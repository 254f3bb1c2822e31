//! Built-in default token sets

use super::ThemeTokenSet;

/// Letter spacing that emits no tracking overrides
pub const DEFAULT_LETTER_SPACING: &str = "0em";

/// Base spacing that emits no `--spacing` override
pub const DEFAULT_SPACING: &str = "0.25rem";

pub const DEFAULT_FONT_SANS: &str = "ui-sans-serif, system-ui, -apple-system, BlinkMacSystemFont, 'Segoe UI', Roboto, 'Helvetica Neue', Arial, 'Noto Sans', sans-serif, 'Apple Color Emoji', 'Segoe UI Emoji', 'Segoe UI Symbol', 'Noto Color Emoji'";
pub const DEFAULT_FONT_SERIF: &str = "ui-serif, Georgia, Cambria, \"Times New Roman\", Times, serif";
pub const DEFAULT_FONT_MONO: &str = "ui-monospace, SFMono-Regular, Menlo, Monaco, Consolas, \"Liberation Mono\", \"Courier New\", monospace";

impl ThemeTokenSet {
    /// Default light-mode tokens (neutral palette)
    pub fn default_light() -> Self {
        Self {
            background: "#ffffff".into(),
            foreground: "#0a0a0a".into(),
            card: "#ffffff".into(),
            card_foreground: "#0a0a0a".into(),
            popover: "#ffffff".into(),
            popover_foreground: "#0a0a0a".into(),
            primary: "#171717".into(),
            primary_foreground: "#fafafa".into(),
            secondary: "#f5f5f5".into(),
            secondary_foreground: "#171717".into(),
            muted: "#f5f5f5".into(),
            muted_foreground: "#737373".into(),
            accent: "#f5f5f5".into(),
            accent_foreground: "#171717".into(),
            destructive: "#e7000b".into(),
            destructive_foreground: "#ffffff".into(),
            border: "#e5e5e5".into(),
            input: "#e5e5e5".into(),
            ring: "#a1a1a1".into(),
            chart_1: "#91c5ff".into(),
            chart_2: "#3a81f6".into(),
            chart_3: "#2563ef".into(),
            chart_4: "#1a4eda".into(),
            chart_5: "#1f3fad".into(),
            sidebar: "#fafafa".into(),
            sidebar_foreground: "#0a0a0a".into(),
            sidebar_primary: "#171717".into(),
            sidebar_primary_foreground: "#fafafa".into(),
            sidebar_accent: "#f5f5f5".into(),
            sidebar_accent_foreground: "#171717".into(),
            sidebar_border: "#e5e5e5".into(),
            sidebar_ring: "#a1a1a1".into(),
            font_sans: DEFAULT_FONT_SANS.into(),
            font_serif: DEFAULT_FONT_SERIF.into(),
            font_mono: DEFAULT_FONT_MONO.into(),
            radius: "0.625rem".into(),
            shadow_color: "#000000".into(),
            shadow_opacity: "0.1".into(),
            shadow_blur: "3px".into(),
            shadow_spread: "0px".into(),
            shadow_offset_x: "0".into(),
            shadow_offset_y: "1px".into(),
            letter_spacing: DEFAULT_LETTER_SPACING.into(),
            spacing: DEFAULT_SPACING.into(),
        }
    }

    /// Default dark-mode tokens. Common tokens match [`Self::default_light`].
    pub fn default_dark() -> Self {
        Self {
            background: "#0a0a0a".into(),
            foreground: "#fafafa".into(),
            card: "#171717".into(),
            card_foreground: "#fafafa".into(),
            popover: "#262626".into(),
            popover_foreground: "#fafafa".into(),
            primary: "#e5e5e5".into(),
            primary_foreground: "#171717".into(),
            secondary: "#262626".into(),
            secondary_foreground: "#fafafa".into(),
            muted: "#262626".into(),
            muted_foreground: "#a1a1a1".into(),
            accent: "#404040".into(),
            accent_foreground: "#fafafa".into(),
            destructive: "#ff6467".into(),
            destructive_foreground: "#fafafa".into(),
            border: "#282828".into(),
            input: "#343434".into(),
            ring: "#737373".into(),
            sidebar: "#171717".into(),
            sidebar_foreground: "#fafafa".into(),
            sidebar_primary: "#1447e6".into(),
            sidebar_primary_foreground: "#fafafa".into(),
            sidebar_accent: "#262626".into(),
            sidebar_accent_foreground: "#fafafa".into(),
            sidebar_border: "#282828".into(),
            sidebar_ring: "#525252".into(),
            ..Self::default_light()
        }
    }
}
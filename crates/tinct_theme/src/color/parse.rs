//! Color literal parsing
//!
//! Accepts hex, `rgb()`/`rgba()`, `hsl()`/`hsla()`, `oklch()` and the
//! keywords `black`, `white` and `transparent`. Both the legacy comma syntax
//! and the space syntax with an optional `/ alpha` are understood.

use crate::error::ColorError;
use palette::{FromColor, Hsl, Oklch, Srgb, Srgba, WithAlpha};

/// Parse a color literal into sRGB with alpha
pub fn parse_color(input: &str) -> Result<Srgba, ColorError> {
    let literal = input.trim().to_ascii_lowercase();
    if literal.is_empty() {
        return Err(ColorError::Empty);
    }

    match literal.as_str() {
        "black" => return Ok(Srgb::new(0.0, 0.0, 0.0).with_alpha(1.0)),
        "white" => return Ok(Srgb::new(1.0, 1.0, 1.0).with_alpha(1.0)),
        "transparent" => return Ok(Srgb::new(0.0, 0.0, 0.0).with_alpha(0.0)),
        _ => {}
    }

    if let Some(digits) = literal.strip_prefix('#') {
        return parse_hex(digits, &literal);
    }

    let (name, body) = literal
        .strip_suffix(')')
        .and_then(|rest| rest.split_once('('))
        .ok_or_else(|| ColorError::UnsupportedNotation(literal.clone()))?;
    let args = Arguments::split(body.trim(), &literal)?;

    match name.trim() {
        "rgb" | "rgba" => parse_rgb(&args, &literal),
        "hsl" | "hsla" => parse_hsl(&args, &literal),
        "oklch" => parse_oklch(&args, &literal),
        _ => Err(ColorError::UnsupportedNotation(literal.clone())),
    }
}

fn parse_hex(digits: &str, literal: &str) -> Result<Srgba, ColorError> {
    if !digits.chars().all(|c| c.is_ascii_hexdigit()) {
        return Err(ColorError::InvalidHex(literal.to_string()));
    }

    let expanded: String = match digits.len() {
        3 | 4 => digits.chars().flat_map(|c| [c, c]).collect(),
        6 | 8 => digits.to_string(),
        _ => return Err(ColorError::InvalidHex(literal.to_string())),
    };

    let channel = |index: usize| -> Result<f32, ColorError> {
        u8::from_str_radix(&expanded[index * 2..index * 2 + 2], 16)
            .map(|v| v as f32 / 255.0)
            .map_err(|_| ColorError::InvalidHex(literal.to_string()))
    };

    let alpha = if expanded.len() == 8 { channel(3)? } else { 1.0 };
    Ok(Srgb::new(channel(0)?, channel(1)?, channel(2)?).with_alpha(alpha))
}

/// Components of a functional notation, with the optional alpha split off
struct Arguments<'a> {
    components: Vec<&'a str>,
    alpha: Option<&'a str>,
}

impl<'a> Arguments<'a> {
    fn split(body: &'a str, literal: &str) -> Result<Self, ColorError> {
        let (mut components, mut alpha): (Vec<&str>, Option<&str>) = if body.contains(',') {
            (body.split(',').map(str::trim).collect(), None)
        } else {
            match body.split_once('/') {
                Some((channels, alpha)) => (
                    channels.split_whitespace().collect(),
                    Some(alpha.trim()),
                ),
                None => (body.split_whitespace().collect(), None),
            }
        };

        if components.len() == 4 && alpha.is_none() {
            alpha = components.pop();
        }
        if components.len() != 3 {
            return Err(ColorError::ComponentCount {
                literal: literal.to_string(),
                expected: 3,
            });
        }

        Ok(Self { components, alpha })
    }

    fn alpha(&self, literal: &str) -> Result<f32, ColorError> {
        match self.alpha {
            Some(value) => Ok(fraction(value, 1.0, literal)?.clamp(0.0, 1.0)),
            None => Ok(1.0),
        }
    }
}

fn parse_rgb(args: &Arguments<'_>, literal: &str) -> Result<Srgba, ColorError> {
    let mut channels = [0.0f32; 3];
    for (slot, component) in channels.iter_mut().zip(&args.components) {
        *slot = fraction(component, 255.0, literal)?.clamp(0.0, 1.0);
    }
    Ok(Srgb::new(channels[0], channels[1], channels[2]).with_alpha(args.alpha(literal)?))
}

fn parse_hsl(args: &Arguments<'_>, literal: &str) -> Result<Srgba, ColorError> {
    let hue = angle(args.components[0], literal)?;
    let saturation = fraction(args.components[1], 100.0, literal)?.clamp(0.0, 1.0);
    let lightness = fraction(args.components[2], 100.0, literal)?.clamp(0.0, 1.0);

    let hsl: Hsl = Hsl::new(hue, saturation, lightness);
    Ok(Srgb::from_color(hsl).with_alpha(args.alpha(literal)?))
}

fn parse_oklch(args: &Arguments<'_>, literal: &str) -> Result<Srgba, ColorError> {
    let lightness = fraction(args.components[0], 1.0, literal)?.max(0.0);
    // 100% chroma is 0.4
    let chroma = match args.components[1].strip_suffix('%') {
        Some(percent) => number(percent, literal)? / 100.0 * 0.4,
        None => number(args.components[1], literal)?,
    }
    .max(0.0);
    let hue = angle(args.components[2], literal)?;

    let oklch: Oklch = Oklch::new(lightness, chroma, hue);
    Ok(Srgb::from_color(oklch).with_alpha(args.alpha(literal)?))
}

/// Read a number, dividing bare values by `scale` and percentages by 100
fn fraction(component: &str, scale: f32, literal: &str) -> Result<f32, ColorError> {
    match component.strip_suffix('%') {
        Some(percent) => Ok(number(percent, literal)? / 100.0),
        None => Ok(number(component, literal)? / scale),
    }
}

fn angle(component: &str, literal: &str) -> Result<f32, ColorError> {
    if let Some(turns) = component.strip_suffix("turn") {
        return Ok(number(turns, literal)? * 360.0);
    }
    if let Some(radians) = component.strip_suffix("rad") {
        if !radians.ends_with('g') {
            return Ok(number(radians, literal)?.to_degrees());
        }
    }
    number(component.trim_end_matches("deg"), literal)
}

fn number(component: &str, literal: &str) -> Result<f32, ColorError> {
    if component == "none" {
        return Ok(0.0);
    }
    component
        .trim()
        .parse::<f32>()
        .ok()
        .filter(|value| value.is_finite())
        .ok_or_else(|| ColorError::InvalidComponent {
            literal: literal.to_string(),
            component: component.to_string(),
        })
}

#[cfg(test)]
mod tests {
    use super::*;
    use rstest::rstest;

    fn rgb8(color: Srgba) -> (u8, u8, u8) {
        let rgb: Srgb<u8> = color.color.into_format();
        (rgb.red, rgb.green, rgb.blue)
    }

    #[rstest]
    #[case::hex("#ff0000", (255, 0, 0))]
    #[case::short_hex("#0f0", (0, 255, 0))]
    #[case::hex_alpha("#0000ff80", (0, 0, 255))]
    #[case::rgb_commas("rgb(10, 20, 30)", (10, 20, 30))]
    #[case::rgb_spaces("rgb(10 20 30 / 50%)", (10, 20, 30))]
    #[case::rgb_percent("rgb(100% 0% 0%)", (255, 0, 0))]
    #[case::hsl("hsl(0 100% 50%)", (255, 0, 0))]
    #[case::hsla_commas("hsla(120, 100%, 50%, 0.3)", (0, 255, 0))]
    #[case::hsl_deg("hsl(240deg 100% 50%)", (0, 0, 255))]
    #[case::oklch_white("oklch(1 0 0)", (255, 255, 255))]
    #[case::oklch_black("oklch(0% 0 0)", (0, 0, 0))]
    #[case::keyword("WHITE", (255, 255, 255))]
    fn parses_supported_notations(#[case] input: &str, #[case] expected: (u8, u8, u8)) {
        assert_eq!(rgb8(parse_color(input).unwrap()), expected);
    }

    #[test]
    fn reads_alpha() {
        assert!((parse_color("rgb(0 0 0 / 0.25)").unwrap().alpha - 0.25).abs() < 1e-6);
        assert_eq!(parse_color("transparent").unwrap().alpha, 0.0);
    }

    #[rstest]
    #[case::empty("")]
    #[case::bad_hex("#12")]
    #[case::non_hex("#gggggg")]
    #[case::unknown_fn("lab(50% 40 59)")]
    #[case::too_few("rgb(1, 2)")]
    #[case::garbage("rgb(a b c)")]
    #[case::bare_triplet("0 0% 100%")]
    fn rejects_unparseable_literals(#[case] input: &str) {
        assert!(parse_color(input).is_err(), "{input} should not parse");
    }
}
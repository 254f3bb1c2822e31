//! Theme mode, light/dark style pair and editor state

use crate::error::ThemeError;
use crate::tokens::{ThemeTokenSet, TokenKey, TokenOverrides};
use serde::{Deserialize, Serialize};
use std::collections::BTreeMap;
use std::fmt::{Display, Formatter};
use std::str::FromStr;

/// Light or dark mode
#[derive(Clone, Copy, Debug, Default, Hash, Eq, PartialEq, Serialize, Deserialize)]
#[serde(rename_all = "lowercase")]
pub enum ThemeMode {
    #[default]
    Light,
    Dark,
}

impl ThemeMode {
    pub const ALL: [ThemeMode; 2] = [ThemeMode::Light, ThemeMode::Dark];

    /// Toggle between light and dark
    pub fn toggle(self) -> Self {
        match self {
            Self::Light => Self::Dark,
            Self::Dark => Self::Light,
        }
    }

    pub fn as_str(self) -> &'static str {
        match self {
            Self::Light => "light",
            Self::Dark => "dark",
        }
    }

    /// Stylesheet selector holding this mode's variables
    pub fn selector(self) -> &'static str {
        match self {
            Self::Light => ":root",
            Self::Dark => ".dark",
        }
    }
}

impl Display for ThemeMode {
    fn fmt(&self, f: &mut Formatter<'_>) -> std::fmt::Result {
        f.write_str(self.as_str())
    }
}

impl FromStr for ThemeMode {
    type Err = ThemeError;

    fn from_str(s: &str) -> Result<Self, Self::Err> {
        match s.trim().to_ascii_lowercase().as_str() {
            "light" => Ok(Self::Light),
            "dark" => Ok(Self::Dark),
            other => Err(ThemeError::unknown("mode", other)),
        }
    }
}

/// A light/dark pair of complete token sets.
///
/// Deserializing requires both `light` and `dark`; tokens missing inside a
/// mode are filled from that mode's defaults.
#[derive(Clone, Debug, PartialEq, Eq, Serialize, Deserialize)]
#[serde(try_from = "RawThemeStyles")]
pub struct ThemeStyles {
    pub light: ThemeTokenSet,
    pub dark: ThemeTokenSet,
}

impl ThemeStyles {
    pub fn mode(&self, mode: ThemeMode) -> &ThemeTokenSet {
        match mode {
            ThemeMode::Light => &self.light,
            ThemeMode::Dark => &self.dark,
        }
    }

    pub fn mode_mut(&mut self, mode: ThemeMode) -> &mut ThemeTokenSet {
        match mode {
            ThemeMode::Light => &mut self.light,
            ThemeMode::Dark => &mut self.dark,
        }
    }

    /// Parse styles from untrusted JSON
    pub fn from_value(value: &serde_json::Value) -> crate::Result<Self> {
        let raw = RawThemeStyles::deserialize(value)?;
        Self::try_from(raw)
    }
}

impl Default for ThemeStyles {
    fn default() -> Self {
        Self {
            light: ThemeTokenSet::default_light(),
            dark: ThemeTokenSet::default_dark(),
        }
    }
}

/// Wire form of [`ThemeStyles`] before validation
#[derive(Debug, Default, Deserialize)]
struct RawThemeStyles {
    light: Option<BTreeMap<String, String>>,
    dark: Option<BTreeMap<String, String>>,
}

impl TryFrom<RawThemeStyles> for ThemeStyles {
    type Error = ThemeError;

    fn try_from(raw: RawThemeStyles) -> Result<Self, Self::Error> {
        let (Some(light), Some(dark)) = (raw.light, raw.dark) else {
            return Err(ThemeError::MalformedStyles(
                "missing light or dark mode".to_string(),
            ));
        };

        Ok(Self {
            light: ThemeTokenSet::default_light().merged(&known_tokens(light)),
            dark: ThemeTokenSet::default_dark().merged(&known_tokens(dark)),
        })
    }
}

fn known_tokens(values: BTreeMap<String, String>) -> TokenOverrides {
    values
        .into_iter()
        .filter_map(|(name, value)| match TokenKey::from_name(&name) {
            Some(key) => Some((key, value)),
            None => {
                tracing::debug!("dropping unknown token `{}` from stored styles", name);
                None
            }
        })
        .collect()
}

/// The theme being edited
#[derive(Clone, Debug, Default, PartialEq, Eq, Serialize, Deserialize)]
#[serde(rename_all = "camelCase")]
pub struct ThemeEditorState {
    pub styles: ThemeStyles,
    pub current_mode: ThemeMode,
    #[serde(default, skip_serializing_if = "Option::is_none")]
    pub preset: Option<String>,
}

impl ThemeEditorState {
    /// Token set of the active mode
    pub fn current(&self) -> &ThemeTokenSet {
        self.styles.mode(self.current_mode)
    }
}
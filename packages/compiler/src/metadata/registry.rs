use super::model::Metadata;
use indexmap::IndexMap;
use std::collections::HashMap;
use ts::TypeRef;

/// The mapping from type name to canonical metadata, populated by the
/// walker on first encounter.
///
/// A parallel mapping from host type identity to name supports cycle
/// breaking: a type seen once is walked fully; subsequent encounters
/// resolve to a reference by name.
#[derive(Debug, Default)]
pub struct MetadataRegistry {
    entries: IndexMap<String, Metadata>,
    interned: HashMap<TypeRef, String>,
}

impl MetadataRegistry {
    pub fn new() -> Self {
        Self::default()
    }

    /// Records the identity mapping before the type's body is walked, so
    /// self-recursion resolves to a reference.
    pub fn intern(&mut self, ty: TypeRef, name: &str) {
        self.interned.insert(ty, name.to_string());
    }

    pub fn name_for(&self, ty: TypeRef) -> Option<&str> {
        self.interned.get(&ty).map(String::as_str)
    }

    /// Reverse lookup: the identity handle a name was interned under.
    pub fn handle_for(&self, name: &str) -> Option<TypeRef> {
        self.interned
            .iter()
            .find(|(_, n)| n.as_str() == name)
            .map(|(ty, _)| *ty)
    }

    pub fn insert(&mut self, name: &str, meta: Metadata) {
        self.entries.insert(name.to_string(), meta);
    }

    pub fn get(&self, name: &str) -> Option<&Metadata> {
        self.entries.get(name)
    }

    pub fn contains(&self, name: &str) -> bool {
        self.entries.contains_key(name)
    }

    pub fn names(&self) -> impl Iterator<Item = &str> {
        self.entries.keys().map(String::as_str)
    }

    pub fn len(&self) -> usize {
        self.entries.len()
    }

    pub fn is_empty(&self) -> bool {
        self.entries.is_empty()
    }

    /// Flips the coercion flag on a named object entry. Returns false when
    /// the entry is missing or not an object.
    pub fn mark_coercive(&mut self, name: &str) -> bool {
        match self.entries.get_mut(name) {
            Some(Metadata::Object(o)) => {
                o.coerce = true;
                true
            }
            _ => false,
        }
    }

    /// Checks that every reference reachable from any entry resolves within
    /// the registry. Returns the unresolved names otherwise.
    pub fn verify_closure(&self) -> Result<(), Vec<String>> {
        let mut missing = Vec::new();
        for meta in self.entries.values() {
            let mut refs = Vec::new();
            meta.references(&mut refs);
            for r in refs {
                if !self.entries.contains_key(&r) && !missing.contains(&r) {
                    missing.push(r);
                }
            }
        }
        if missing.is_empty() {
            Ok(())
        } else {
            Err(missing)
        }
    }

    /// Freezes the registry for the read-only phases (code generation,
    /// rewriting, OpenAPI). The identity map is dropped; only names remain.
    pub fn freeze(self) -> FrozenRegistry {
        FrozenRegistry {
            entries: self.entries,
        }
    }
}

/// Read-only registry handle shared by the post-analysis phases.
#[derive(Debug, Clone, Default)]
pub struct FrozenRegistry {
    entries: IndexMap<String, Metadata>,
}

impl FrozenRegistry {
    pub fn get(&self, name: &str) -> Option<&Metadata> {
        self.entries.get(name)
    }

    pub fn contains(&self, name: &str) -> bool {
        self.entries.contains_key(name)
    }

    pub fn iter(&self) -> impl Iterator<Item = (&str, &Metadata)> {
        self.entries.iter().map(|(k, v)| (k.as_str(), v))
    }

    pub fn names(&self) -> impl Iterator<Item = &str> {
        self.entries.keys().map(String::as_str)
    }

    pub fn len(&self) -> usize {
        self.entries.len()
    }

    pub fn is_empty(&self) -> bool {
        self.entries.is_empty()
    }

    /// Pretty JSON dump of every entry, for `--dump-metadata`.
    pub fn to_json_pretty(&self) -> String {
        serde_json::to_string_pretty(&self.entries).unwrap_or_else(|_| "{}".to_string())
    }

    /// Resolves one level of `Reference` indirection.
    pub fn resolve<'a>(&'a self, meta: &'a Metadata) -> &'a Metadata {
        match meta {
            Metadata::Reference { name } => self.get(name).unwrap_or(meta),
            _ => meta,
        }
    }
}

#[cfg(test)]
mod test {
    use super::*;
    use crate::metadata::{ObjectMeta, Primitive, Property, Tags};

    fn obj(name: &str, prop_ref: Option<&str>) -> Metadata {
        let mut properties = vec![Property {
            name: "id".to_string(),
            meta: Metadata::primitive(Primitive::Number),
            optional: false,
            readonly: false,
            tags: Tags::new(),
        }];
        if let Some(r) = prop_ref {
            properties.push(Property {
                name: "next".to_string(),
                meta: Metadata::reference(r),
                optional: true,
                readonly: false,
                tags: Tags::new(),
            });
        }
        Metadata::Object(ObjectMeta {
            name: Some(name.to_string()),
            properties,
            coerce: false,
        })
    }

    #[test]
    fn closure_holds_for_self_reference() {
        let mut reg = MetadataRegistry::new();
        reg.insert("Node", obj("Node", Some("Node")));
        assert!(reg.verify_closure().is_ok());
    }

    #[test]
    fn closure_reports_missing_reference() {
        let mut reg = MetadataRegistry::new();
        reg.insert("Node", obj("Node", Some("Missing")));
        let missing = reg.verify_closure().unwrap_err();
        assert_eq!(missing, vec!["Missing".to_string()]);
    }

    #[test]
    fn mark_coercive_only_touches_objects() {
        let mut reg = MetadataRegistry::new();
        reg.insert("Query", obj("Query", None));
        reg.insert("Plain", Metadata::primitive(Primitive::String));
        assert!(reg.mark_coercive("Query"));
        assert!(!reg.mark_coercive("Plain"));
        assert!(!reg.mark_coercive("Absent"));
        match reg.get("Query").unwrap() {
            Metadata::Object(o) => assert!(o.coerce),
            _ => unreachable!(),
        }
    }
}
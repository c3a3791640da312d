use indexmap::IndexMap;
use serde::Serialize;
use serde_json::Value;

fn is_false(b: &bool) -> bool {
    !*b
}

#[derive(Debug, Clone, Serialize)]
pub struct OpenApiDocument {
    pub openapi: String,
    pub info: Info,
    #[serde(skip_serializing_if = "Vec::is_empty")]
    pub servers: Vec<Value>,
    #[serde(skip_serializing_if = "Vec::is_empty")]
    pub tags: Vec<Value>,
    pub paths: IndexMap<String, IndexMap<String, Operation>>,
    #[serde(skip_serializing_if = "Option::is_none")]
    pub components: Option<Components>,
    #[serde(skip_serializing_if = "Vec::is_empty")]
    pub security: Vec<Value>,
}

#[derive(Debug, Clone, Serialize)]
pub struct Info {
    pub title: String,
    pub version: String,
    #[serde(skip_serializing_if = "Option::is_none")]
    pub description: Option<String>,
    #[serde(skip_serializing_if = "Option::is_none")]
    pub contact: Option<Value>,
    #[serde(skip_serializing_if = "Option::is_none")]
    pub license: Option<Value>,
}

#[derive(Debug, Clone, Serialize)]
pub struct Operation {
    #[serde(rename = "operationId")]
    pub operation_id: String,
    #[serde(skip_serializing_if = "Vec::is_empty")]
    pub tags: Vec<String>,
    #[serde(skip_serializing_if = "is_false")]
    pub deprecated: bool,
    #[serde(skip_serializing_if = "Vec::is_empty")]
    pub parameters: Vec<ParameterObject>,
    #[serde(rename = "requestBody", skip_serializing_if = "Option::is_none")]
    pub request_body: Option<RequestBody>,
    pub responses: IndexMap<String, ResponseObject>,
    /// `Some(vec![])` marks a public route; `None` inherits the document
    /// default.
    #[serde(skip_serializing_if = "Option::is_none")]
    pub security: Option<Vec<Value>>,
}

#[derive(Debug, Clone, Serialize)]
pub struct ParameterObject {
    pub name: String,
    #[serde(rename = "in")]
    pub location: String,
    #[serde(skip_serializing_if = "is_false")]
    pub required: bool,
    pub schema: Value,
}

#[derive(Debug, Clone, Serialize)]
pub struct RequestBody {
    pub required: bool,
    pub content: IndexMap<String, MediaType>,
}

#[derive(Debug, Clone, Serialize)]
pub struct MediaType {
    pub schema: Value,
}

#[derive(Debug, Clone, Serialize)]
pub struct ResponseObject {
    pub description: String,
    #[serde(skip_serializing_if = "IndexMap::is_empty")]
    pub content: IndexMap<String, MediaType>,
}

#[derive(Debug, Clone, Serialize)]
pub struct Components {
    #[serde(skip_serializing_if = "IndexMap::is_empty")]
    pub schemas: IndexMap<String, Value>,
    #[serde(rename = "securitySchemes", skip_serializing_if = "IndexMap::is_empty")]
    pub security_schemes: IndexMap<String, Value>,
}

****

Only lines that include "ParameterObject" belong in the answer; return them from the entries above.

    pub parameters: Vec<ParameterObject>,
pub struct ParameterObject {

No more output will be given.